> _WHAT TO WORK ON_: Could you reproduce the lines below from the one with "repository 59958d8685475441" through the one with "finite and strictly"? Keep both ends and add nothing.

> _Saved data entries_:
--------------------

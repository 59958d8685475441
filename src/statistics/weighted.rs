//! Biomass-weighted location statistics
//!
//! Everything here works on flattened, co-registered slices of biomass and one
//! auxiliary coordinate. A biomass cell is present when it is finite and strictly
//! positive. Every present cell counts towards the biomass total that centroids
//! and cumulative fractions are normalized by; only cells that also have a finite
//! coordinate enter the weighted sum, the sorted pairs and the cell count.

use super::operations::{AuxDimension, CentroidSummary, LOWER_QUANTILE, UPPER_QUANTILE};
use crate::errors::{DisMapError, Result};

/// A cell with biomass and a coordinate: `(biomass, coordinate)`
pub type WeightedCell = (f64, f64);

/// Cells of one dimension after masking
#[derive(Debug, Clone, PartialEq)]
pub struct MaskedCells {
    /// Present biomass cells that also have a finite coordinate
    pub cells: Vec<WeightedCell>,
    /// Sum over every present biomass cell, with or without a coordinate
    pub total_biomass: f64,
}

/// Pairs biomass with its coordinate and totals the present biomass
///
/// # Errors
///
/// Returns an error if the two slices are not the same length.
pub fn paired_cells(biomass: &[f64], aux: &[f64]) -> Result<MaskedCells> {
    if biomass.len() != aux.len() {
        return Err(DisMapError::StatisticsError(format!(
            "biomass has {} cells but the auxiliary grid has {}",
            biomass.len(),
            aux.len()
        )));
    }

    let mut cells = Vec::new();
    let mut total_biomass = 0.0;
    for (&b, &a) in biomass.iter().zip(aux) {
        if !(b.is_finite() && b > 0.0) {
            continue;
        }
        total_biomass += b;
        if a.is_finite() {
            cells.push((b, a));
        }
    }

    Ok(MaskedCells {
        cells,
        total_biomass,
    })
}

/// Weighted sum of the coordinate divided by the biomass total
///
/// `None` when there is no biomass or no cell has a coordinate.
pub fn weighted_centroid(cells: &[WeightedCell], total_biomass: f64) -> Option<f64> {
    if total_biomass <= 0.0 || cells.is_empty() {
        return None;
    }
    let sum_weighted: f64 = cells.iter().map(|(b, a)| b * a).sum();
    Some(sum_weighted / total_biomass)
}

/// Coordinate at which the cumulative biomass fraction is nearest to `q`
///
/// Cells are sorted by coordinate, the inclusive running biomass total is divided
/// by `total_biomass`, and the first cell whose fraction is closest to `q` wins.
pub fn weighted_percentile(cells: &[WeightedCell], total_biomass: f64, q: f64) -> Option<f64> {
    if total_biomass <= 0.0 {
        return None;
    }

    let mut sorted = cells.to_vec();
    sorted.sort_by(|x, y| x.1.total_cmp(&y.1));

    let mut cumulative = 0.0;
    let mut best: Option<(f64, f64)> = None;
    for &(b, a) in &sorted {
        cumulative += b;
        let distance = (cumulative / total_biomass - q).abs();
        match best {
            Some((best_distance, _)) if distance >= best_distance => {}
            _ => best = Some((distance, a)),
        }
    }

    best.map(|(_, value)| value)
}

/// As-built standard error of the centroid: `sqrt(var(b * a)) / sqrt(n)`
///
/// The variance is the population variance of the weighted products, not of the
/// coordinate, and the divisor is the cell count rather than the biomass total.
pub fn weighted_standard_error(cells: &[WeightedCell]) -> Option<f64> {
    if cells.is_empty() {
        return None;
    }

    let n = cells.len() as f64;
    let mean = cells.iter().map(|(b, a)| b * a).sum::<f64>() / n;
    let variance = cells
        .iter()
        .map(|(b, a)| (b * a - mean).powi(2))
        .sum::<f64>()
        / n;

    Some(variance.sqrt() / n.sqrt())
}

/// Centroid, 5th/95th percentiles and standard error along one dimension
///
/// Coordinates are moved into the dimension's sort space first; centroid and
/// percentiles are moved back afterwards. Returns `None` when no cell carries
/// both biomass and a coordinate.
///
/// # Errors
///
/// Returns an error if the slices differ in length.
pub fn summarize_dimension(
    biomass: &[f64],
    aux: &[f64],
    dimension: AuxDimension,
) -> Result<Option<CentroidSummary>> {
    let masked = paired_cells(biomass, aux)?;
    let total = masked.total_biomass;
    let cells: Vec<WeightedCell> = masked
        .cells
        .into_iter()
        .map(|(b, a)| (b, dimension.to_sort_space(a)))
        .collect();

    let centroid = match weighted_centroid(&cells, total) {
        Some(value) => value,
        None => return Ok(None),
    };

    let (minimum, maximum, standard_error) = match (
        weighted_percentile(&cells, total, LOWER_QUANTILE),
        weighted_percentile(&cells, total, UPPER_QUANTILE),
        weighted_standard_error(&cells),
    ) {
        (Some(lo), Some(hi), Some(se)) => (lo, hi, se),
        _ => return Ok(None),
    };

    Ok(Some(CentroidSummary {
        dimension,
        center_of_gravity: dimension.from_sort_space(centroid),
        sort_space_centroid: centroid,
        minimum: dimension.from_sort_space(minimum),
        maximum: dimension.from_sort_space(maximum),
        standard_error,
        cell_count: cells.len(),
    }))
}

--------------------

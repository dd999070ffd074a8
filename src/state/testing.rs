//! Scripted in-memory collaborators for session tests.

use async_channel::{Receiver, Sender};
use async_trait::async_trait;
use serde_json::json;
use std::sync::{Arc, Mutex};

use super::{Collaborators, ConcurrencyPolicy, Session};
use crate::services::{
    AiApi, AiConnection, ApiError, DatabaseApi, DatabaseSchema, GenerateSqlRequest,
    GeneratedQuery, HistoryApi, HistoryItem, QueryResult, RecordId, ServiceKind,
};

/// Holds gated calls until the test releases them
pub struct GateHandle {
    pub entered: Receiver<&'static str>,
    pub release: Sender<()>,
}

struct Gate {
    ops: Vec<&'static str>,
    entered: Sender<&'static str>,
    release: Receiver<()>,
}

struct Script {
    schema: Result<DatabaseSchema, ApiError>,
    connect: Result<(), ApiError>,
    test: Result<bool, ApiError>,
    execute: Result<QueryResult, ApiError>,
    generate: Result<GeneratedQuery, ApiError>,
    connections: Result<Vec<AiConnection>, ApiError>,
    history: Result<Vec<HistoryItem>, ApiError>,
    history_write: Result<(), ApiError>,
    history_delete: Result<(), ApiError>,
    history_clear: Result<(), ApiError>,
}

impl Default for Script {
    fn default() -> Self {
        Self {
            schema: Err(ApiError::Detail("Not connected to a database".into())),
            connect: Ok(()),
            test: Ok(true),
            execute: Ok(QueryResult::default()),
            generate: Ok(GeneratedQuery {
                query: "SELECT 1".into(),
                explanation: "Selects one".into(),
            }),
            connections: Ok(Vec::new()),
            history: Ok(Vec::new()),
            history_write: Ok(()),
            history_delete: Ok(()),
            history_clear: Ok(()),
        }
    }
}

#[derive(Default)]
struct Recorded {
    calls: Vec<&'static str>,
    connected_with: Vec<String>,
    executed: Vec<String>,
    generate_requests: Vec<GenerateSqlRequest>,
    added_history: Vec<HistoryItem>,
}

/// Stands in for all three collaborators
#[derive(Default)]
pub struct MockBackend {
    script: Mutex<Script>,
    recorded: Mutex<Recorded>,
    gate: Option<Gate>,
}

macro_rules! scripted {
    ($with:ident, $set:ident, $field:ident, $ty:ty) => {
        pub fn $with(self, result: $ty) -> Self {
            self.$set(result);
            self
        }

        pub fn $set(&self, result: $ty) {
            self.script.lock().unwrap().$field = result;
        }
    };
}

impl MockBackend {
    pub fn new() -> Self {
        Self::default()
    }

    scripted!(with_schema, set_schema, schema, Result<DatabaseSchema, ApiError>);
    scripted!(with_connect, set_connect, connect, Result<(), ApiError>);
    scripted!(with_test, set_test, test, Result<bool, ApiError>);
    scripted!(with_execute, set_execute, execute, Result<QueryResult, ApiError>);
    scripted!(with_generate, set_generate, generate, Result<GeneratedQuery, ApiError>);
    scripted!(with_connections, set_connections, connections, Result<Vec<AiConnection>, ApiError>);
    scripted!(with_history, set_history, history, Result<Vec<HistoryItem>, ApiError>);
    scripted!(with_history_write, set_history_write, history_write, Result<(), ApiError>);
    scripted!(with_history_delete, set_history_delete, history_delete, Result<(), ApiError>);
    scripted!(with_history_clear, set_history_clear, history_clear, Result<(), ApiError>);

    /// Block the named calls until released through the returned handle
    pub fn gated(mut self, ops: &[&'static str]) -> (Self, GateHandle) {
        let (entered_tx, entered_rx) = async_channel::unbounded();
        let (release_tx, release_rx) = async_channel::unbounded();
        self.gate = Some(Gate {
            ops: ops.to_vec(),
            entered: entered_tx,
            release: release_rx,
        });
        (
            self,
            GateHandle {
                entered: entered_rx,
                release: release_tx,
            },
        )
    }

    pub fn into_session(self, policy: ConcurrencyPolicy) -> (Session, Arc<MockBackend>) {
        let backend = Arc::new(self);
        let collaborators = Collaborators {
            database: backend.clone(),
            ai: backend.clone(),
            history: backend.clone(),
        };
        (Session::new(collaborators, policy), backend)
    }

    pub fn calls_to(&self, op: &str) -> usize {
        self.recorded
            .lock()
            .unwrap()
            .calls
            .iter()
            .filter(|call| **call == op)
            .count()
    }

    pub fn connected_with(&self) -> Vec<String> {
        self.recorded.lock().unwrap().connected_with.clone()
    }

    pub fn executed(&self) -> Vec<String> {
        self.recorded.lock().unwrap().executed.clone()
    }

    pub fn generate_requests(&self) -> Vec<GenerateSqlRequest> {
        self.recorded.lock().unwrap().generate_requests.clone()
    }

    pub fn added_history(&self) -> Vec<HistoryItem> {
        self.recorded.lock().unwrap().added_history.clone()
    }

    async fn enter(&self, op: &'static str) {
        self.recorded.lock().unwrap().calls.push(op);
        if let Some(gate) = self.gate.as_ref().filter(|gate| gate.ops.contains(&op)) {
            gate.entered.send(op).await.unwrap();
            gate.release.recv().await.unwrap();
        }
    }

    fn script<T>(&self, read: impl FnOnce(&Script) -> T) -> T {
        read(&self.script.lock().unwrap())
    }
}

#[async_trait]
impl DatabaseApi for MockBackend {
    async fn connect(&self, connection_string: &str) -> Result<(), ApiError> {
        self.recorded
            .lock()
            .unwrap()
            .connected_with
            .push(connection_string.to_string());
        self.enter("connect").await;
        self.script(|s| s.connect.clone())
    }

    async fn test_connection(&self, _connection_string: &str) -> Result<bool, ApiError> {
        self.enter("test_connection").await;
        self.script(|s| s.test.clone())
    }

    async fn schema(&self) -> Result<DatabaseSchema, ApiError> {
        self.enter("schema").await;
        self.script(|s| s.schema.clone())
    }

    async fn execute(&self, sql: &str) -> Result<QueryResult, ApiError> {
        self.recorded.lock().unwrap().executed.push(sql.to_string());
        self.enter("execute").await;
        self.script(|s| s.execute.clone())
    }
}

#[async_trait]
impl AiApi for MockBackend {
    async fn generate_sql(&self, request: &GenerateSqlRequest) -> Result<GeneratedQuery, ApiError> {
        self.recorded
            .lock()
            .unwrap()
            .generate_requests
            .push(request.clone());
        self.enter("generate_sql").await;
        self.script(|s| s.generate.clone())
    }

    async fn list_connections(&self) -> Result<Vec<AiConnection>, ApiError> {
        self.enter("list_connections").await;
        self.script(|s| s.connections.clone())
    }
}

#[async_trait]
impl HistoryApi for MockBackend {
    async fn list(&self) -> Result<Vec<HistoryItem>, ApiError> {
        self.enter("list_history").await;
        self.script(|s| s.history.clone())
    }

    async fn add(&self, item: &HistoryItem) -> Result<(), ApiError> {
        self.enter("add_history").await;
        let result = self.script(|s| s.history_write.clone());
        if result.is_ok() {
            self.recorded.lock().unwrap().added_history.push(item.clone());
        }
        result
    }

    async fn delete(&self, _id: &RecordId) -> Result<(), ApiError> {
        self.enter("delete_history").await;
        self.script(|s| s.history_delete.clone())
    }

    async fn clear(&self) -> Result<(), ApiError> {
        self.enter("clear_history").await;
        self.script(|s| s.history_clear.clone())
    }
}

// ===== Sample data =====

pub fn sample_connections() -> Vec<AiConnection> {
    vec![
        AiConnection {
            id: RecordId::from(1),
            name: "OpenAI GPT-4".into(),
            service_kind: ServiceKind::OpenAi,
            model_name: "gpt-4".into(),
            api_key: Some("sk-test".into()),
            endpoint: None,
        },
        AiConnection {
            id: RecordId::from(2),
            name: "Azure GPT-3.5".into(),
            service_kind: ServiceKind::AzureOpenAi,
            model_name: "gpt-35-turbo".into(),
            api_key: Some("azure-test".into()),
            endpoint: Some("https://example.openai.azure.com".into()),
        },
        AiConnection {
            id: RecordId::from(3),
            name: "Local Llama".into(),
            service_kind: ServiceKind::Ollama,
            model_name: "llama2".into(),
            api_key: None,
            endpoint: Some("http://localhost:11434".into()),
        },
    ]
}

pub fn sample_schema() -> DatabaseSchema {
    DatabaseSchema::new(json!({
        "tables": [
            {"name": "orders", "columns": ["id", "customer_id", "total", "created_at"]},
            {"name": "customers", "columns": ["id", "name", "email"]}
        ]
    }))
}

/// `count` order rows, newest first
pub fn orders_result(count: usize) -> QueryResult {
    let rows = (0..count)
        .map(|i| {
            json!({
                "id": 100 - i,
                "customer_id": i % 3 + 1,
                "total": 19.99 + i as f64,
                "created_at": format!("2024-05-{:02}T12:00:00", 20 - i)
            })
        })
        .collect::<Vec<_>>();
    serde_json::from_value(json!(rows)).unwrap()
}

--------------------

> _EXPECTED OUTPUT_:
repository 59958d8685475441
filename src/statistics/weighted.rs
//! Biomass-weighted location statistics
//!
//! Everything here works on flattened, co-registered slices of biomass and one
//! auxiliary coordinate. A biomass cell is present when it is finite and strictly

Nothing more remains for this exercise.